Especialistas reunidos pelo Diálogo Agropolítico Brasil-Alemanha (APD) analisaram o mercado de produtos biológicos em um webinar, destacando o panorama do mercado e tendências ao redor do mundo.
Foto: Freepik
Em 24 de junho, foi realizado um webinar promovido pelo Diálogo Agropolítico Brasil-Alemanha (APD). A iniciativa é um instrumento de cooperação bilateral para o intercâmbio técnico, político e científico de experiências e políticas públicas, focando na transformação e sustentabilidade do sistema agroalimentar.
As apresentações e debates contaram com um painel diversificado de especialistas. Como representante brasileira, participou Christiane Abreu de Oliveira, pesquisadora da Embrapa Milho e Sorgo na área de Microbiologia e Bioquímica do Solo. O debate incluiu também Brigitte Kranz, da Associação Internacional de Fabricantes de Biocontrole (IBMA) como representante da União Europeia, Ricardo Yapur, CEO da Rizobacter Global, representando a Argentina, David Vásquez, pesquisador da Corporação Colombiana de Pesquisa Agropecuária (AGROSAVIA), e a representante uruguaia Alda Rodrigues dos Santos, fundadora do Instituto BIO Uruguay e diretora técnica do laboratório da CREBIO.
No Brasil, segundo a legislação vigente, os produtos biológicos são divididos em duas categorias principais: inoculantes, destinados à promoção de crescimento ou nutrição vegetal, e produtos para controle de pragas e doenças, como bionematicidas e biofungicidas.
A regulamentação desses produtos obedece a diversas normas, com destaque para a Lei no. 6.894, de 1981, que estabelece as diretrizes para a produção e o uso de inoculantes.
Até 2020, os insumos biológicos no Brasil estavam sujeitos a regulamentações em comum com produtos químicos. No entanto, a partir daquele ano, houve progressos na legislação referente aos produtos biológicos. Um marco importante foi a criação do Programa Nacional de Bioinsumos, instituído pelo Decreto no. 10.375, de 2020.
Recentemente, foi sancionado do novo marco regulatório do setor, a Lei no. 15.070, de 23 de dezembro de 2024, que substituiu a Lei no. 14.785, de 27 de dezembro de 2023. Conhecida como "Lei dos Bioinsumos", ela trouxe clareza sobre produção, importação, registro, comercialização, exportação, transporte, fiscalização e outros aspectos relevantes para o setor.

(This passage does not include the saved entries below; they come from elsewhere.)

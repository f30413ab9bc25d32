//! Storage and Transaction traits -- the public API for issue persistence.
//!
//! Consumers depend on these traits rather than on concrete implementations so
//! that alternative backends (mocks, proxies, etc.) can be substituted.

use chrono::{DateTime, Utc};
use serde::Serialize;

use beads_core::comment::{Comment, Event};
use beads_core::dependency::Dependency;
use beads_core::enums::{DependencyType, IssueType, Status};
use beads_core::filter::{IssueFilter, ReadyFilter};
use beads_core::issue::Issue;

use crate::error::Result;

// ---------------------------------------------------------------------------
// View / helper types
// ---------------------------------------------------------------------------

/// Typed partial-update struct for issues.
///
/// Only `Some` fields are applied; `None` fields are left unchanged.
#[derive(Debug, Clone, Default)]
pub struct IssueUpdates {
    pub title: Option<String>,
    pub description: Option<String>,
    pub design: Option<String>,
    pub acceptance_criteria: Option<String>,
    pub notes: Option<String>,
    pub status: Option<Status>,
    pub priority: Option<i32>,
    pub issue_type: Option<IssueType>,
    pub spec_id: Option<String>,
    pub external_ref: Option<Option<String>>,
    pub close_reason: Option<String>,
    pub closed_by_session: Option<String>,
}

impl IssueUpdates {
    /// Returns `true` if no field is set.
    pub fn is_empty(&self) -> bool {
        self.title.is_none()
            && self.description.is_none()
            && self.design.is_none()
            && self.acceptance_criteria.is_none()
            && self.notes.is_none()
            && self.status.is_none()
            && self.priority.is_none()
            && self.issue_type.is_none()
            && self.spec_id.is_none()
            && self.external_ref.is_none()
            && self.close_reason.is_none()
            && self.closed_by_session.is_none()
    }
}

/// A node in a dependency tree traversal.
#[derive(Debug, Clone, Serialize)]
pub struct TreeNode {
    /// The issue at this node.
    pub issue: Issue,
    /// Depth from the root (0 = root).
    pub depth: i32,
    /// The dependency type of the edge leading to this node.
    pub dep_type: DependencyType,
    /// Whether this node was reached via a reverse traversal.
    pub reverse: bool,
}

/// An issue with its associated dependency edge metadata.
#[derive(Debug, Clone)]
pub struct IssueWithDependencyMetadata {
    /// The related issue.
    pub issue: Issue,
    /// The dependency edge connecting the issue.
    pub dependency: Dependency,
}

/// An issue that is blocked, along with the count of open blockers.
#[derive(Debug, Clone)]
pub struct BlockedIssue {
    /// The blocked issue.
    pub issue: Issue,
    /// Number of open blocking dependencies.
    pub blocked_by_count: i32,
}

/// Aggregate statistics about the issue database.
#[derive(Debug, Clone, Default)]
pub struct Statistics {
    pub total_issues: i64,
    pub open_issues: i64,
    pub closed_issues: i64,
    pub in_progress_issues: i64,
    pub blocked_issues: i64,
    pub tombstoned_issues: i64,

    /// Breakdown by issue type: `(type_name, count)`.
    pub by_type: Vec<(String, i64)>,
    /// Breakdown by priority: `(priority, count)`.
    pub by_priority: Vec<(i32, i64)>,
}

// ---------------------------------------------------------------------------
// Storage trait
// ---------------------------------------------------------------------------

/// Primary storage interface for issue persistence.
pub trait Storage: Send + Sync {
    // -- Issue CRUD ----------------------------------------------------------

    /// Creates a new issue and emits a "created" event.
    fn create_issue(&self, issue: &Issue, actor: &str) -> Result<()>;

    /// Creates multiple issues in a single batch.
    fn create_issues(&self, issues: &[Issue], actor: &str) -> Result<()>;

    /// Retrieves an issue by its ID.
    fn get_issue(&self, id: &str) -> Result<Issue>;

    /// Retrieves an issue by its external reference.
    fn get_issue_by_external_ref(&self, external_ref: &str) -> Result<Issue>;

    /// Retrieves multiple issues by their IDs.
    fn get_issues_by_ids(&self, ids: &[String]) -> Result<Vec<Issue>>;

    /// Applies partial updates to an issue and emits an "updated" event.
    fn update_issue(&self, id: &str, updates: &IssueUpdates, actor: &str) -> Result<()>;

    /// Closes an issue (sets status=closed, closed_at=now) and emits a
    /// "closed" event.
    fn close_issue(&self, id: &str, reason: &str, actor: &str, session: &str) -> Result<()>;

    /// Soft-deletes an issue: transitions it to a tombstone (recording
    /// `deleted_by`/`reason`) and clears its outgoing dependency edges,
    /// rather than removing the row.
    fn delete_issue(&self, id: &str, deleted_by: &str, reason: &str) -> Result<()>;

    /// Searches issues by text query and optional filter.
    fn search_issues(&self, query: &str, filter: &IssueFilter) -> Result<Vec<Issue>>;

    // -- Dependencies --------------------------------------------------------

    /// Adds a dependency edge between two issues.
    fn add_dependency(&self, dep: &Dependency, actor: &str) -> Result<()>;

    /// Removes a dependency edge of the given kind.
    fn remove_dependency(
        &self,
        issue_id: &str,
        depends_on_id: &str,
        dep_type: DependencyType,
        actor: &str,
    ) -> Result<()>;

    /// Returns the issues that the given issue depends on.
    fn get_dependencies(&self, issue_id: &str) -> Result<Vec<Issue>>;

    /// Returns the issues that depend on the given issue.
    fn get_dependents(&self, issue_id: &str) -> Result<Vec<Issue>>;

    /// Returns dependencies with their edge metadata.
    fn get_dependencies_with_metadata(
        &self,
        issue_id: &str,
    ) -> Result<Vec<IssueWithDependencyMetadata>>;

    /// Returns dependents with their edge metadata.
    fn get_dependents_with_metadata(
        &self,
        issue_id: &str,
    ) -> Result<Vec<IssueWithDependencyMetadata>>;

    /// Traverses the dependency tree from the given root.
    fn get_dependency_tree(
        &self,
        issue_id: &str,
        max_depth: i32,
        reverse: bool,
    ) -> Result<Vec<TreeNode>>;

    // -- Labels --------------------------------------------------------------

    /// Adds a label to an issue.
    fn add_label(&self, issue_id: &str, label: &str, actor: &str) -> Result<()>;

    /// Removes a label from an issue.
    fn remove_label(&self, issue_id: &str, label: &str, actor: &str) -> Result<()>;

    /// Returns all labels for an issue.
    fn get_labels(&self, issue_id: &str) -> Result<Vec<String>>;

    /// Returns all issues with the given label.
    fn get_issues_by_label(&self, label: &str) -> Result<Vec<Issue>>;

    // -- Work queries --------------------------------------------------------

    /// Returns issues that have at least one open blocking dependency.
    fn get_blocked_issues(&self, filter: &ReadyFilter) -> Result<Vec<BlockedIssue>>;

    // -- Comments and events -------------------------------------------------

    /// Adds a comment to an issue and returns the created comment.
    fn add_comment(&self, issue_id: &str, author: &str, text: &str) -> Result<Comment>;

    /// Returns all comments for an issue.
    fn get_comments(&self, issue_id: &str) -> Result<Vec<Comment>>;

    /// Returns recent events for an issue.
    fn get_events(&self, issue_id: &str, limit: i32) -> Result<Vec<Event>>;

    /// Returns all events with id > `since_id`.
    fn get_all_events_since(&self, since_id: i64) -> Result<Vec<Event>>;

    // -- Statistics -----------------------------------------------------------

    /// Returns aggregate statistics about the issue database.
    fn get_statistics(&self) -> Result<Statistics>;

    /// Returns `true` if the issues table has zero rows.
    fn is_empty(&self) -> Result<bool>;

    /// Permanently purges tombstones whose `deleted_at` is older than `ttl`
    /// relative to `now`. Returns the number of rows purged.
    fn purge_tombstones(&self, ttl: chrono::Duration, now: DateTime<Utc>) -> Result<i64>;

    // -- Configuration -------------------------------------------------------

    /// Sets a configuration key-value pair.
    fn set_config(&self, key: &str, value: &str) -> Result<()>;

    /// Gets a configuration value by key.
    fn get_config(&self, key: &str) -> Result<String>;

    /// Returns all configuration key-value pairs.
    fn get_all_config(&self) -> Result<std::collections::HashMap<String, String>>;

    // -- Internal tracking metadata -------------------------------------------

    /// Sets an internal tracking value (sync watermarks, migration markers).
    /// Distinct from configuration: never included in [`Storage::get_all_config`].
    fn set_metadata(&self, key: &str, value: &str) -> Result<()>;

    /// Gets an internal tracking value.
    fn get_metadata(&self, key: &str) -> Result<String>;

    // -- Transactions --------------------------------------------------------

    /// Executes a closure within a database transaction.
    ///
    /// If the closure returns `Ok`, the transaction is committed.
    /// If it returns `Err` or panics, the transaction is rolled back.
    fn run_in_transaction(&self, f: &dyn Fn(&dyn Transaction) -> Result<()>) -> Result<()>;

    // -- Lifecycle -----------------------------------------------------------

    /// Closes the database connection and releases resources.
    fn close(&self) -> Result<()>;
}

// ---------------------------------------------------------------------------
// Transaction trait
// ---------------------------------------------------------------------------

/// Subset of [`Storage`] methods available inside a transaction.
///
/// All operations share a single database connection and are committed or
/// rolled back atomically.
pub trait Transaction {
    // -- Issue operations ----------------------------------------------------

    fn create_issue(&self, issue: &Issue, actor: &str) -> Result<()>;
    fn create_issues(&self, issues: &[Issue], actor: &str) -> Result<()>;
    fn update_issue(&self, id: &str, updates: &IssueUpdates, actor: &str) -> Result<()>;
    fn close_issue(&self, id: &str, reason: &str, actor: &str, session: &str) -> Result<()>;
    fn delete_issue(&self, id: &str, deleted_by: &str, reason: &str) -> Result<()>;
    fn get_issue(&self, id: &str) -> Result<Issue>;
    fn search_issues(&self, query: &str, filter: &IssueFilter) -> Result<Vec<Issue>>;

    // -- Dependency operations -----------------------------------------------

    fn add_dependency(&self, dep: &Dependency, actor: &str) -> Result<()>;
    fn remove_dependency(
        &self,
        issue_id: &str,
        depends_on_id: &str,
        dep_type: DependencyType,
        actor: &str,
    ) -> Result<()>;
    fn get_dependency_records(&self, issue_id: &str) -> Result<Vec<Dependency>>;

    // -- Label operations ----------------------------------------------------

    fn add_label(&self, issue_id: &str, label: &str, actor: &str) -> Result<()>;
    fn remove_label(&self, issue_id: &str, label: &str, actor: &str) -> Result<()>;
    fn get_labels(&self, issue_id: &str) -> Result<Vec<String>>;

    // -- Config operations ---------------------------------------------------

    fn set_config(&self, key: &str, value: &str) -> Result<()>;
    fn get_config(&self, key: &str) -> Result<String>;

    // -- Metadata operations -------------------------------------------------

    fn set_metadata(&self, key: &str, value: &str) -> Result<()>;
    fn get_metadata(&self, key: &str) -> Result<String>;

    // -- Comment operations --------------------------------------------------

    fn add_comment(&self, issue_id: &str, actor: &str, comment: &str) -> Result<()>;
    fn import_comment(
        &self,
        issue_id: &str,
        author: &str,
        text: &str,
        created_at: DateTime<Utc>,
    ) -> Result<Comment>;
    fn get_comments(&self, issue_id: &str) -> Result<Vec<Comment>>;
}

Os avanços regulatórios têm sido em parte decorrentes do crescimento do mercado. O setor de biológicos no Brasil cresceu quatro vezes mais do que a média global, tendo tido um crescimento de 13% na área tratada de 2023/2024 para 2024/2025 e uma taxa de adoção de 23% para 24%. A área tratada alcançou 156 milhões de hectares no período. Os dados são do projeto Bioinsumos do Brasil, da Blink em parceria com a Croplife Brasil.
Ainda segundo o projeto, a cultura que mais usa bioinsumos é a soja, seguida pelo milho, cana-de-açúcar e outras (figura 1), e em relação à participação no mercado, os bioinseticidas e bionematicidas lideram, com 27% e 28% na participação total (figura 2).
Figura 1.
Uso de bioinsumos por cultura no Brasil.
Fonte: Blink e Croplife Brasil/ Elaborado por Scot Consultoria
Figura 2.
Participação por classe de bioinsumos no mercado brasileiro, em 2024.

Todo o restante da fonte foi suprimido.